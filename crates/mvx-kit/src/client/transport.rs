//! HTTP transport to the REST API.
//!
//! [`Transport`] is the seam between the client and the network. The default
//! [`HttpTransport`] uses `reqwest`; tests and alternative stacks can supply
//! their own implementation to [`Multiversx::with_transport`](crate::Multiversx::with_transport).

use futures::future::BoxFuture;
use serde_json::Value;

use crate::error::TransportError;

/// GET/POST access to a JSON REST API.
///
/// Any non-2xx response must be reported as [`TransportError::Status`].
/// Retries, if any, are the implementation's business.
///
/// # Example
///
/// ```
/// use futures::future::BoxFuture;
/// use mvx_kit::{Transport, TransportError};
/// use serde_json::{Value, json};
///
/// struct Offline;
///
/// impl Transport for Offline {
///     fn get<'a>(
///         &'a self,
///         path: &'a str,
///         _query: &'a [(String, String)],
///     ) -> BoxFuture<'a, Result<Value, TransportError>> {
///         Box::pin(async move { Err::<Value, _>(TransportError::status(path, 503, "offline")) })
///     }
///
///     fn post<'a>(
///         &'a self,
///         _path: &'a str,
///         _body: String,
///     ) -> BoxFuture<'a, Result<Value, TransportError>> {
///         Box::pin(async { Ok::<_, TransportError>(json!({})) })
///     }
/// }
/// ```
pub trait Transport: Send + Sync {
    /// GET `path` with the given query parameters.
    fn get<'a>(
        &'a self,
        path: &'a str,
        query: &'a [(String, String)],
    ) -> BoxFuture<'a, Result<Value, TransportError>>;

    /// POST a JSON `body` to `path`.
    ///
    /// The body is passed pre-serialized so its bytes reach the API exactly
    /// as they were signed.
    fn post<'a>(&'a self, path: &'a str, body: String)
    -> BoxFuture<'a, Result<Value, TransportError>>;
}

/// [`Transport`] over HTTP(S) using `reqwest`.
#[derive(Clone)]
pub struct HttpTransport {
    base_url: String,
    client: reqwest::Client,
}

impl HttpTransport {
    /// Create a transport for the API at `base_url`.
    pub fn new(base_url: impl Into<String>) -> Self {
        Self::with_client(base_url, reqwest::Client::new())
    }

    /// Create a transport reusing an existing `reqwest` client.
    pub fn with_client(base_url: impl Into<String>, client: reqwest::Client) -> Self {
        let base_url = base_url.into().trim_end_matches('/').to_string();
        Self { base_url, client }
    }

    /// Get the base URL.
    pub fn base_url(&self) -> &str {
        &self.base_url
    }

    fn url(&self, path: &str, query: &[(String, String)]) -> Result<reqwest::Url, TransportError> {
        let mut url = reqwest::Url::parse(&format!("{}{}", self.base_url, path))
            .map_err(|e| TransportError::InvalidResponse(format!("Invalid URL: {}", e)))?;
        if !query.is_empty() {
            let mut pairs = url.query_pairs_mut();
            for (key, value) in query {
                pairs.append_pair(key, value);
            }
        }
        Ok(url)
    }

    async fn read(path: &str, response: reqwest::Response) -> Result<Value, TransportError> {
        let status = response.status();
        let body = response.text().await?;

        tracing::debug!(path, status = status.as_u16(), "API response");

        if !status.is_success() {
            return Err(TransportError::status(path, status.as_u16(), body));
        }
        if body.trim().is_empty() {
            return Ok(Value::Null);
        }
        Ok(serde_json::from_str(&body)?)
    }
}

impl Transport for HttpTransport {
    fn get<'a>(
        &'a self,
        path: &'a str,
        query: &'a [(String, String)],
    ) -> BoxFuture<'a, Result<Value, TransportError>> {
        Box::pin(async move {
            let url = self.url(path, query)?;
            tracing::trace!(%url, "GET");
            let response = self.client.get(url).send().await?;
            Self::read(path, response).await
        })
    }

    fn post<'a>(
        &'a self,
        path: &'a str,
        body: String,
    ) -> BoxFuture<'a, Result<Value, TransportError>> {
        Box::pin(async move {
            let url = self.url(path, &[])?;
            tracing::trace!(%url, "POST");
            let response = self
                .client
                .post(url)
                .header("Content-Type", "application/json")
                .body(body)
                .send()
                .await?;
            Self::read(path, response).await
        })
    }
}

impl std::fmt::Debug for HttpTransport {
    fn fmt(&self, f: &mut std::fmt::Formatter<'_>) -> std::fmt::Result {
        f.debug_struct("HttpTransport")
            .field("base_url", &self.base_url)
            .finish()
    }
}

* Task brief
Write out every line of the data exactly, leaving nothing out.

* Result
filename crates/mvx-kit/src/client/transport.rs
//! HTTP transport to the REST API.
//!
//! [`Transport`] is the seam between the client and the network. The default
//! [`HttpTransport`] uses `reqwest`; tests and alternative stacks can supply
//! their own implementation to [`Multiversx::with_transport`](crate::Multiversx::with_transport).

use futures::future::BoxFuture;
use serde_json::Value;

use crate::error::TransportError;

/// GET/POST access to a JSON REST API.
///
/// Any non-2xx response must be reported as [`TransportError::Status`].
/// Retries, if any, are the implementation's business.
///
/// # Example
///
/// ```
/// use futures::future::BoxFuture;
/// use mvx_kit::{Transport, TransportError};
/// use serde_json::{Value, json};
///
/// struct Offline;
///
/// impl Transport for Offline {
///     fn get<'a>(
///         &'a self,
///         path: &'a str,
///         _query: &'a [(String, String)],
///     ) -> BoxFuture<'a, Result<Value, TransportError>> {
///         Box::pin(async move { Err::<Value, _>(TransportError::status(path, 503, "offline")) })
///     }
///
///     fn post<'a>(
///         &'a self,
///         _path: &'a str,
///         _body: String,
///     ) -> BoxFuture<'a, Result<Value, TransportError>> {
///         Box::pin(async { Ok::<_, TransportError>(json!({})) })
///     }
/// }
/// ```
pub trait Transport: Send + Sync {
    /// GET `path` with the given query parameters.
    fn get<'a>(
        &'a self,
        path: &'a str,
        query: &'a [(String, String)],
    ) -> BoxFuture<'a, Result<Value, TransportError>>;

    /// POST a JSON `body` to `path`.
    ///
    /// The body is passed pre-serialized so its bytes reach the API exactly
    /// as they were signed.
    fn post<'a>(&'a self, path: &'a str, body: String)
    -> BoxFuture<'a, Result<Value, TransportError>>;
}

/// [`Transport`] over HTTP(S) using `reqwest`.
#[derive(Clone)]
pub struct HttpTransport {
    base_url: String,
    client: reqwest::Client,
}

impl HttpTransport {
    /// Create a transport for the API at `base_url`.
    pub fn new(base_url: impl Into<String>) -> Self {
        Self::with_client(base_url, reqwest::Client::new())
    }

    /// Create a transport reusing an existing `reqwest` client.
    pub fn with_client(base_url: impl Into<String>, client: reqwest::Client) -> Self {
        let base_url = base_url.into().trim_end_matches('/').to_string();
        Self { base_url, client }
    }

    /// Get the base URL.
    pub fn base_url(&self) -> &str {
        &self.base_url
    }

    fn url(&self, path: &str, query: &[(String, String)]) -> Result<reqwest::Url, TransportError> {
        let mut url = reqwest::Url::parse(&format!("{}{}", self.base_url, path))
            .map_err(|e| TransportError::InvalidResponse(format!("Invalid URL: {}", e)))?;
        if !query.is_empty() {
            let mut pairs = url.query_pairs_mut();
            for (key, value) in query {
                pairs.append_pair(key, value);
            }
        }
        Ok(url)
    }

    async fn read(path: &str, response: reqwest::Response) -> Result<Value, TransportError> {
        let status = response.status();
        let body = response.text().await?;

        tracing::debug!(path, status = status.as_u16(), "API response");

        if !status.is_success() {
            return Err(TransportError::status(path, status.as_u16(), body));
        }
        if body.trim().is_empty() {
            return Ok(Value::Null);
        }
        Ok(serde_json::from_str(&body)?)
    }
}

impl Transport for HttpTransport {
    fn get<'a>(
        &'a self,
        path: &'a str,
        query: &'a [(String, String)],
    ) -> BoxFuture<'a, Result<Value, TransportError>> {
        Box::pin(async move {
            let url = self.url(path, query)?;
            tracing::trace!(%url, "GET");
            let response = self.client.get(url).send().await?;
            Self::read(path, response).await
        })
    }

    fn post<'a>(
        &'a self,
        path: &'a str,
        body: String,
    ) -> BoxFuture<'a, Result<Value, TransportError>> {
        Box::pin(async move {
            let url = self.url(path, &[])?;
            tracing::trace!(%url, "POST");
            let response = self
                .client
                .post(url)
                .header("Content-Type", "application/json")
                .body(body)
                .send()
                .await?;
            Self::read(path, response).await
        })
    }
}

impl std::fmt::Debug for HttpTransport {
    fn fmt(&self, f: &mut std::fmt::Formatter<'_>) -> std::fmt::Result {
        f.debug_struct("HttpTransport")
            .field("base_url", &self.base_url)
            .finish()
    }
}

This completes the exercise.